Collected data
- - - -

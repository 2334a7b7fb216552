//! 单字段比较查询
//!
//! 运算符是封闭枚举，通过 match 分派，不存在非法运算符的运行时分支。

use std::cmp::Ordering;
use std::fmt;
use std::str::FromStr;

use serde::{Deserialize, Serialize};
use serde_json::Value;

use crate::error::StorageError;

/// 比较运算符
#[derive(Debug, Clone, Copy, PartialEq, Eq, Hash, Serialize, Deserialize)]
pub enum QueryOperator {
    #[serde(rename = "==")]
    Eq,
    #[serde(rename = "<")]
    Lt,
    #[serde(rename = ">")]
    Gt,
    #[serde(rename = "<=")]
    Lte,
    #[serde(rename = ">=")]
    Gte,
    #[serde(rename = "!=")]
    Neq,
}

impl QueryOperator {
    /// 调用方使用的符号形式
    pub fn symbol(&self) -> &'static str {
        match self {
            Self::Eq => "==",
            Self::Lt => "<",
            Self::Gt => ">",
            Self::Lte => "<=",
            Self::Gte => ">=",
            Self::Neq => "!=",
        }
    }

    /// SQL 运算符
    pub fn sql(&self) -> &'static str {
        match self {
            Self::Eq => "=",
            Self::Lt => "<",
            Self::Gt => ">",
            Self::Lte => "<=",
            Self::Gte => ">=",
            Self::Neq => "<>",
        }
    }

    /// 对单个字段值求值
    ///
    /// - 缺失字段永远不等于任何值，因此 `Neq` 对缺失字段为真
    /// - 数字按数值比较，字符串按字典序，布尔 false < true
    /// - 类型不一致或字段缺失时，范围运算不成立
    pub fn matches(&self, field_value: Option<&Value>, target: &Value) -> bool {
        match self {
            Self::Eq => field_value.is_some_and(|v| values_equal(v, target)),
            Self::Neq => !field_value.is_some_and(|v| values_equal(v, target)),
            Self::Lt => ordering_of(field_value, target).is_some_and(|o| o == Ordering::Less),
            Self::Gt => ordering_of(field_value, target).is_some_and(|o| o == Ordering::Greater),
            Self::Lte => ordering_of(field_value, target).is_some_and(|o| o != Ordering::Greater),
            Self::Gte => ordering_of(field_value, target).is_some_and(|o| o != Ordering::Less),
        }
    }
}

impl fmt::Display for QueryOperator {
    fn fmt(&self, f: &mut fmt::Formatter<'_>) -> fmt::Result {
        f.write_str(self.symbol())
    }
}

impl FromStr for QueryOperator {
    type Err = StorageError;

    fn from_str(s: &str) -> Result<Self, Self::Err> {
        match s.trim() {
            "==" | "=" => Ok(Self::Eq),
            "<" => Ok(Self::Lt),
            ">" => Ok(Self::Gt),
            "<=" => Ok(Self::Lte),
            ">=" => Ok(Self::Gte),
            "!=" | "<>" => Ok(Self::Neq),
            other => Err(StorageError::InvalidOperator(other.to_string())),
        }
    }
}

/// 单字段查询条件
#[derive(Debug, Clone, PartialEq, Serialize, Deserialize)]
pub struct FieldFilter {
    pub field: String,
    pub op: QueryOperator,
    pub value: Value,
}

impl FieldFilter {
    pub fn new(field: impl Into<String>, op: QueryOperator, value: Value) -> Self {
        Self {
            field: field.into(),
            op,
            value,
        }
    }

    pub fn eq(field: impl Into<String>, value: Value) -> Self {
        Self::new(field, QueryOperator::Eq, value)
    }

    /// 对一条记录求值
    pub fn matches(&self, record: &crate::models::Record) -> bool {
        self.op.matches(record.get(&self.field), &self.value)
    }
}

fn values_equal(a: &Value, b: &Value) -> bool {
    match (a, b) {
        (Value::Number(_), Value::Number(_)) => compare_values(a, b) == Some(Ordering::Equal),
        _ => a == b,
    }
}

fn ordering_of(field_value: Option<&Value>, target: &Value) -> Option<Ordering> {
    field_value.and_then(|v| compare_values(v, target))
}

/// 同类型值的全序比较，不同类型返回 None
pub fn compare_values(a: &Value, b: &Value) -> Option<Ordering> {
    match (a, b) {
        (Value::Number(x), Value::Number(y)) => {
            if let (Some(x), Some(y)) = (x.as_i64(), y.as_i64()) {
                return Some(x.cmp(&y));
            }
            x.as_f64()?.partial_cmp(&y.as_f64()?)
        }
        (Value::String(x), Value::String(y)) => Some(x.cmp(y)),
        (Value::Bool(x), Value::Bool(y)) => Some(x.cmp(y)),
        _ => None,
    }
}

#[cfg(test)]
mod tests {
    use super::*;
    use serde_json::json;

    #[test]
    fn test_parse_symbols() {
        let cases = [
            ("==", QueryOperator::Eq),
            ("<", QueryOperator::Lt),
            (">", QueryOperator::Gt),
            ("<=", QueryOperator::Lte),
            (">=", QueryOperator::Gte),
            ("!=", QueryOperator::Neq),
        ];
        for (symbol, expected) in cases {
            let op: QueryOperator = symbol.parse().unwrap();
            assert_eq!(op, expected);
            assert_eq!(op.symbol(), symbol);
        }
        assert!(matches!(
            "array-contains".parse::<QueryOperator>(),
            Err(StorageError::InvalidOperator(_))
        ));
    }

    #[test]
    fn test_sql_symbols() {
        assert_eq!(QueryOperator::Eq.sql(), "=");
        assert_eq!(QueryOperator::Neq.sql(), "<>");
    }

    #[test]
    fn test_numeric_comparisons() {
        let v = json!(15);
        assert!(QueryOperator::Gt.matches(Some(&v), &json!(10)));
        assert!(QueryOperator::Gte.matches(Some(&v), &json!(15.0)));
        assert!(QueryOperator::Eq.matches(Some(&v), &json!(15.0)));
        assert!(QueryOperator::Lt.matches(Some(&v), &json!(15.5)));
        assert!(!QueryOperator::Lte.matches(Some(&v), &json!(14)));
    }

    #[test]
    fn test_string_comparisons() {
        let v = json!("2024-05-01");
        assert!(QueryOperator::Lt.matches(Some(&v), &json!("2024-06-01")));
        assert!(QueryOperator::Neq.matches(Some(&v), &json!("2024-06-01")));
    }

    #[test]
    fn test_mismatched_types_never_order() {
        let v = json!("10");
        assert!(!QueryOperator::Gt.matches(Some(&v), &json!(5)));
        assert!(!QueryOperator::Lte.matches(Some(&v), &json!(5)));
        assert!(!QueryOperator::Eq.matches(Some(&v), &json!(10)));
    }

    #[test]
    fn test_missing_field() {
        assert!(!QueryOperator::Eq.matches(None, &json!("active")));
        assert!(QueryOperator::Neq.matches(None, &json!("active")));
        assert!(!QueryOperator::Gte.matches(None, &json!(0)));
    }

    #[test]
    fn test_serde_symbols() {
        let op: QueryOperator = serde_json::from_str("\"!=\"").unwrap();
        assert_eq!(op, QueryOperator::Neq);
        assert_eq!(serde_json::to_string(&QueryOperator::Lte).unwrap(), "\"<=\"");
    }
}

- - - -

Exercise objective:
Only the lines above that hold "expected" are wanted. Show every one of them.

Solved exercise:
        for (symbol, expected) in cases {
            assert_eq!(op, expected);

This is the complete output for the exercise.